Dois
cães pastores, muito parecidos, chegaram, trotando alegres, até que
farejaram os estranhos; estacaram, cautelosos, rondando-os a
distância, as caudas movendo-se lentamente, mas os olhos e os
focinhos prontos para o ataque ou para o perigo. Um dos animais,
esticando o pescoço, avançou, pernas tesas prontas para fugir,
aproximando-se aos poucos das pernas de Tom e farejou ruidosamente.

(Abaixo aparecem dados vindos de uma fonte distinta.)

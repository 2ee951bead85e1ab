//! Win detection logic for tic-tac-toe.

use super::super::{Board, Mark, Position};
use tracing::instrument;

/// The eight winning lines, scanned in this order.
///
/// Rows first, then columns, then the two diagonals. The order only matters
/// for boards where more than one line is complete, which legal play never
/// produces.
pub const LINES: [[Position; 3]; 8] = [
    // Rows
    [Position::TopLeft, Position::TopCenter, Position::TopRight],
    [
        Position::MiddleLeft,
        Position::Center,
        Position::MiddleRight,
    ],
    [
        Position::BottomLeft,
        Position::BottomCenter,
        Position::BottomRight,
    ],
    // Columns
    [
        Position::TopLeft,
        Position::MiddleLeft,
        Position::BottomLeft,
    ],
    [
        Position::TopCenter,
        Position::Center,
        Position::BottomCenter,
    ],
    [
        Position::TopRight,
        Position::MiddleRight,
        Position::BottomRight,
    ],
    // Diagonals
    [Position::TopLeft, Position::Center, Position::BottomRight],
    [Position::TopRight, Position::Center, Position::BottomLeft],
];

/// Returns the first completed line and the mark that owns it.
#[instrument(level = "trace")]
pub fn winning_line(board: &Board) -> Option<(Mark, [Position; 3])> {
    LINES.into_iter().find_map(|line @ [a, b, c]| {
        let mark = board.get(a).mark()?;
        (board.get(b).mark() == Some(mark) && board.get(c).mark() == Some(mark))
            .then_some((mark, line))
    })
}

/// Checks if there is a winner on the board.
///
/// Returns `Some(mark)` for the first line of three equal marks,
/// `None` otherwise.
#[instrument(level = "trace")]
pub fn check_winner(board: &Board) -> Option<Mark> {
    winning_line(board).map(|(mark, _)| mark)
}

Depois voltou para trás e ficou olhando o velho, como que à espera
de um sinal. O outro cachorro era menos audaz. Foi procurar algo que
o pudesse divertir e encontrou-o na forma de uma galinha de penas
vermelhas, atrás da qual começou a correr, latindo. Ouviu-se, em
seguida, o cacarejar estridente de uma galinha ameaçada; penas
vermelhas giravam no ar e a galinha conseguiu escapar a muito custo,
batendo as asas diminutas num esforço de velocidade. O cachorro,
satisfeito com a brincadeira, olhou aflito para os dois homens e
deitou-se na poeira, batendo, contente, a cauda no chão.
— Vamo
entrar — disse o velho. — Ela tem que te ver de qualquer forma,
então vamo entrar logo duma vez. Quero ver a cara dela quando te
enxergar. Vamos. A comida deve estar pronta, com certeza. Já tem um
tempinho que vi tua mãe às voltas com um porco salgado na
frigideira. — E foi andando, atravessando o terreiro poeirento. Não
havia varanda nessa casa; apenas um degrau e uma porta, e, ao lado
dela, um cepo desgastado, de superfície amassada e polida por anos e
anos de uso. Via-se nitidamente os veios da madeira, pois a poeira
arruinava a parte mais macia. Um aroma de folhas de salgueiro
queimadas pairava no ar, e assim que os três homens chegaram à
porta, a esse aroma se misturava o cheiro de carne frita, e de pão
de centeio fresco e de café, que acaba de ser fervido. O velho subiu
o degrau e bloqueou a porta de entrada com o corpo troncudo, cheio. E
ele disse: — Ô, velhinha, tão aqui uns camaradas que chegaram
pela estrada e perguntam se não tem alguma sobra pra eles.
Tom
ouviu a voz de sua mãe, a tão lembrada voz calma, arrastada,
amigável e humilde.
— Que
entrem — disse ela. — Tem comida bastante. Diz pra eles lavar as
mãos. O pão já tá pronto. Estou cuidando da carne. — E o chiado
da banha quente na frigideira seguiu-se às suas palavras.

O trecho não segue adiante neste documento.